Either way it is still a "Real" tech job, just for an asshole company

------
c0110
The best feedback I received was from a hiring manager who said I was not
senior enough for the position (they only hire senior engineers at that
company). After my onsite interviews, we had a series of phone calls that
pushed me out of my comfort zone, onto a path to discover my career.

1\. He said he and his team were sitting on the fence about whether to take me
on or not. The interviews went well, but he couldn't make a decision yet, so
we agreed to talk in the morning.

2\. He called the next morning and told me I didn't get the position. He gave
his reasons (further down) and told me to keep in touch. I asked if I could
call him again to ask some questions and he said that was fine.

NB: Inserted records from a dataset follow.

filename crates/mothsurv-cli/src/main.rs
mod command;
mod util;

fn main() -> anyhow::Result<()> {
    command::run()
}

3\. Played phone tag a little, but he eventually called back and took the time
to answer my questions about growing as an engineer.

This hiring manager was looking for senior engineers. I had no idea where I
stood in my career, having been at the same company for most of my career (8
years), but I decided to give the interview a try. Hiring manager said I was
not senior enough (a fair assessment) for the position. I asked him what it
would take for me to be considered "senior enough" and he gave me some
pointers on how to gain depth and breadth, as well as developing soft skills.

That 3rd phone call was really, really valuable. I started reading books (both
technical and non technical) and really pushing myself to code more. But more
importantly, I've pushed myself to seek help and guidance from people who are
way more experienced. I suppose when you get specific directions, you get just
a little bit closer to your destination... even if it's a moving target. :)

It's pretty rare to get this kind of feedback and I can definitely see why
recruiters and hiring managers don't give this level of detail. They're really
not obligated, and it can get them in trouble.

(edit: line breaks)

------
Afton
Fresh out of my first year of computer science, I had fumbled my through some
graph traversal algorithms. The guy (who I still remember!), said "Look, you
seem like a smart guy, but it doesn't seem like you've done very much
programming". I.e. I could figure out the problem, I just couldn't implement
it very quickly or well.

He was right (and obviously. Like I said, one year of university). I took it
to heart, and practiced programming. Nailed my next interviews. :)

I've never had any other constructive feedback from an interview, and at more
than one company, I've been given specific instructions not to provide it (by
the recruiting team).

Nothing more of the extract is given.